Cas9‐mediated mutagenesis of potato starch‐branching enzymes generates a range of tuber starch phenotypes

We investigated whether Cas9‐mediated mutagenesis of starch‐branching enzymes (SBEs) in tetraploid potatoes could generate tuber starches with a range of distinct properties. Constructs containing the Cas9 gene and sgRNAs targeting SBE1,SBE2 or both genes were introduced by Agrobacterium‐mediated transformation or by PEG‐mediated delivery into protoplasts. Outcomes included lines with mutations in all or only some of the homoeoalleles of SBE genes and lines in which homoeoalleles carried several different mutations.
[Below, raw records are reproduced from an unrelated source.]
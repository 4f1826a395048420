//! Gateway webhook event decoding
//!
//! Settlements arrive as JSON events shaped `{id, type, data: {object}}`.
//! Decoding is deliberately tolerant: only the fields this system routes on
//! are extracted, unknown event types decode to [`GatewayEventKind::Unrecognized`]
//! rather than an error, and correlation metadata is kept as the raw strings
//! the gateway echoed back so callers can log exactly what arrived. Signature
//! verification happens before decoding and lives with the gateway adapter.

use serde::de::DeserializeOwned;
use serde::Deserialize;

use core_kernel::OrderId;

use crate::error::BillingError;
use crate::gateway::PaymentPurpose;

/// Correlation metadata echoed back from checkout session creation
#[derive(Debug, Clone, Default, PartialEq, Eq, Deserialize)]
pub struct EventMetadata {
    /// Order id as it was written into the session metadata
    #[serde(rename = "orderId")]
    pub order_id: Option<String>,
    /// Payment purpose tag, `deposit` or `full_payment`
    #[serde(rename = "type")]
    pub purpose: Option<String>,
}

impl EventMetadata {
    /// Parses the order id, if present and well formed
    pub fn parsed_order_id(&self) -> Option<OrderId> {
        self.order_id.as_deref().and_then(|raw| raw.parse().ok())
    }

    /// Parses the payment purpose, if present and well formed
    pub fn parsed_purpose(&self) -> Option<PaymentPurpose> {
        self.purpose.as_deref().and_then(|raw| raw.parse().ok())
    }
}

/// The checkout session object carried by completion and expiry events
#[derive(Debug, Clone, Deserialize)]
pub struct CheckoutSessionPayload {
    /// Gateway session identifier
    #[serde(rename = "id")]
    pub session_id: String,
    /// Payment intent behind the session, once one exists
    #[serde(default)]
    pub payment_intent: Option<String>,
    /// Amount collected, in minor units
    #[serde(default)]
    pub amount_total: Option<i64>,
    /// ISO currency code, lowercase on the wire
    #[serde(default)]
    pub currency: Option<String>,
    /// Correlation metadata
    #[serde(default)]
    pub metadata: EventMetadata,
}

/// The payment intent object carried by failure events
#[derive(Debug, Clone, Deserialize)]
pub struct PaymentIntentPayload {
    /// Gateway payment intent identifier
    #[serde(rename = "id")]
    pub intent_id: String,
}

/// The charge object carried by refund events
#[derive(Debug, Clone, Deserialize)]
pub struct ChargePayload {
    /// Gateway charge identifier
    #[serde(rename = "id")]
    pub charge_id: String,
    /// Payment intent the charge settled
    #[serde(default)]
    pub payment_intent: Option<String>,
    /// Amount originally charged, in minor units
    pub amount: i64,
    /// Cumulative amount refunded so far, in minor units
    #[serde(default)]
    pub amount_refunded: i64,
    /// ISO currency code, lowercase on the wire
    #[serde(default)]
    pub currency: Option<String>,
}

/// A decoded gateway event, routed by type
#[derive(Debug, Clone)]
pub enum GatewayEventKind {
    /// `checkout.session.completed` - a payment settled
    CheckoutCompleted(CheckoutSessionPayload),
    /// `checkout.session.expired` - a session lapsed unpaid
    CheckoutExpired(CheckoutSessionPayload),
    /// `payment_intent.payment_failed` - an attempt failed, logged only
    PaymentFailed(PaymentIntentPayload),
    /// `charge.refunded` - money went back to the customer
    ChargeRefunded(ChargePayload),
    /// Any event type this system does not act on
    Unrecognized { event_type: String },
}

/// A decoded webhook delivery
#[derive(Debug, Clone)]
pub struct GatewayEvent {
    /// Gateway event id, the idempotency key for settlement
    pub id: String,
    /// Decoded payload
    pub kind: GatewayEventKind,
}

impl GatewayEvent {
    /// Decodes a raw webhook body
    ///
    /// # Errors
    ///
    /// Returns `MalformedEvent` when the envelope or a recognized payload
    /// cannot be decoded. Unknown event types are not an error.
    pub fn from_json(payload: &[u8]) -> Result<GatewayEvent, BillingError> {
        #[derive(Deserialize)]
        struct WireEvent {
            id: String,
            #[serde(rename = "type")]
            event_type: String,
            data: WireData,
        }

        #[derive(Deserialize)]
        struct WireData {
            object: serde_json::Value,
        }

        let wire: WireEvent = serde_json::from_slice(payload)
            .map_err(|err| BillingError::MalformedEvent(err.to_string()))?;

        let kind = match wire.event_type.as_str() {
            "checkout.session.completed" => {
                GatewayEventKind::CheckoutCompleted(decode_object(wire.data.object)?)
            }
            "checkout.session.expired" => {
                GatewayEventKind::CheckoutExpired(decode_object(wire.data.object)?)
            }
            "payment_intent.payment_failed" => {
                GatewayEventKind::PaymentFailed(decode_object(wire.data.object)?)
            }
            "charge.refunded" => {
                GatewayEventKind::ChargeRefunded(decode_object(wire.data.object)?)
            }
            other => GatewayEventKind::Unrecognized {
                event_type: other.to_string(),
            },
        };

        Ok(GatewayEvent { id: wire.id, kind })
    }

    /// Returns the wire name of the event type, for log lines
    pub fn kind_name(&self) -> &str {
        match &self.kind {
            GatewayEventKind::CheckoutCompleted(_) => "checkout.session.completed",
            GatewayEventKind::CheckoutExpired(_) => "checkout.session.expired",
            GatewayEventKind::PaymentFailed(_) => "payment_intent.payment_failed",
            GatewayEventKind::ChargeRefunded(_) => "charge.refunded",
            GatewayEventKind::Unrecognized { event_type } => event_type,
        }
    }
}

fn decode_object<T: DeserializeOwned>(object: serde_json::Value) -> Result<T, BillingError> {
    serde_json::from_value(object).map_err(|err| BillingError::MalformedEvent(err.to_string()))
}

#[cfg(test)]
mod tests {
    use super::*;
    use serde_json::json;

    #[test]
    fn test_decodes_completed_checkout_with_metadata() {
        let order_id = OrderId::new();
        let body = json!({
            "id": "evt_1A",
            "type": "checkout.session.completed",
            "data": {
                "object": {
                    "id": "cs_live_123",
                    "object": "checkout.session",
                    "payment_intent": "pi_789",
                    "amount_total": 135000,
                    "currency": "aud",
                    "metadata": {
                        "orderId": order_id.to_string(),
                        "type": "deposit"
                    }
                }
            }
        });

        let event = GatewayEvent::from_json(body.to_string().as_bytes()).unwrap();

        assert_eq!(event.id, "evt_1A");
        let GatewayEventKind::CheckoutCompleted(session) = event.kind else {
            panic!("expected checkout completion");
        };
        assert_eq!(session.session_id, "cs_live_123");
        assert_eq!(session.payment_intent.as_deref(), Some("pi_789"));
        assert_eq!(session.amount_total, Some(135000));
        assert_eq!(session.metadata.parsed_order_id(), Some(order_id));
        assert_eq!(
            session.metadata.parsed_purpose(),
            Some(PaymentPurpose::Deposit)
        );
    }

    #[test]
    fn test_missing_metadata_decodes_to_none() {
        let body = json!({
            "id": "evt_2B",
            "type": "checkout.session.completed",
            "data": {
                "object": { "id": "cs_live_456" }
            }
        });

        let event = GatewayEvent::from_json(body.to_string().as_bytes()).unwrap();

        let GatewayEventKind::CheckoutCompleted(session) = event.kind else {
            panic!("expected checkout completion");
        };
        assert_eq!(session.metadata.parsed_order_id(), None);
        assert_eq!(session.metadata.parsed_purpose(), None);
        assert_eq!(session.payment_intent, None);
    }

    #[test]
    fn test_garbage_order_id_decodes_to_none_but_keeps_raw() {
        let body = json!({
            "id": "evt_3C",
            "type": "checkout.session.expired",
            "data": {
                "object": {
                    "id": "cs_live_789",
                    "metadata": { "orderId": "not-a-uuid", "type": "deposit" }
                }
            }
        });

        let event = GatewayEvent::from_json(body.to_string().as_bytes()).unwrap();

        let GatewayEventKind::CheckoutExpired(session) = event.kind else {
            panic!("expected checkout expiry");
        };
        assert_eq!(session.metadata.parsed_order_id(), None);
        assert_eq!(session.metadata.order_id.as_deref(), Some("not-a-uuid"));
    }

    #[test]
    fn test_decodes_refund_amounts() {
        let body = json!({
            "id": "evt_4D",
            "type": "charge.refunded",
            "data": {
                "object": {
                    "id": "ch_1",
                    "payment_intent": "pi_789",
                    "amount": 450000,
                    "amount_refunded": 135000,
                    "currency": "aud",
                    "refunded": false
                }
            }
        });

        let event = GatewayEvent::from_json(body.to_string().as_bytes()).unwrap();

        let GatewayEventKind::ChargeRefunded(charge) = event.kind else {
            panic!("expected refund");
        };
        assert_eq!(charge.amount, 450000);
        assert_eq!(charge.amount_refunded, 135000);
        assert_eq!(charge.payment_intent.as_deref(), Some("pi_789"));
    }

    #[test]
    fn test_decodes_payment_failure() {
        let body = json!({
            "id": "evt_5E",
            "type": "payment_intent.payment_failed",
            "data": {
                "object": { "id": "pi_bad", "last_payment_error": { "code": "card_declined" } }
            }
        });

        let event = GatewayEvent::from_json(body.to_string().as_bytes()).unwrap();

        let GatewayEventKind::PaymentFailed(intent) = event.kind else {
            panic!("expected payment failure");
        };
        assert_eq!(intent.intent_id, "pi_bad");
    }

    #[test]
    fn test_unknown_event_type_is_not_an_error() {
        let body = json!({
            "id": "evt_6F",
            "type": "customer.created",
            "data": { "object": { "id": "cus_1" } }
        });

        let event = GatewayEvent::from_json(body.to_string().as_bytes()).unwrap();

        assert!(matches!(
            event.kind,
            GatewayEventKind::Unrecognized { ref event_type } if event_type == "customer.created"
        ));
        assert_eq!(event.kind_name(), "customer.created");
    }

    #[test]
    fn test_rejects_non_event_body() {
        let err = GatewayEvent::from_json(b"not json").unwrap_err();
        assert!(matches!(err, BillingError::MalformedEvent(_)));

        let missing_data = json!({ "id": "evt_7G", "type": "charge.refunded" });
        let err = GatewayEvent::from_json(missing_data.to_string().as_bytes()).unwrap_err();
        assert!(matches!(err, BillingError::MalformedEvent(_)));
    }
}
DNA delivery into protoplasts resulted in mutants with no detectable Cas9 gene, suggesting the absence of foreign DNA. Selected mutants with starch granule abnormalities had reductions in tuber SBE1 and/or SBE2 protein that were broadly in line with expectations from genotype analysis. Strong reduction in both SBE isoforms created an extreme starch phenotype, as reported previously for low‐SBE potato tubers. HPLC‐SEC and (1)H NMR revealed a decrease in short amylopectin chains, an increase in long chains and a large reduction in branching frequency relative to wild‐type starch. Mutants with strong reductions in SBE2 protein alone had near‐normal amylopectin chain‐length distributions and only small reductions in branching frequency. However, starch granule initiation was enormously increased: cells contained many granules of <4 μm and granules with multiple hila. Thus, large reductions in both SBEs reduce amylopectin branching during granule growth, whereas reduction in SBE2 alone primarily affects numbers of starch granule initiations. Our results demonstrate that Cas9‐mediated mutagenesis of SBE genes has the potential to generate new, potentially valuable starch properties without integration of foreign DNA into the genome.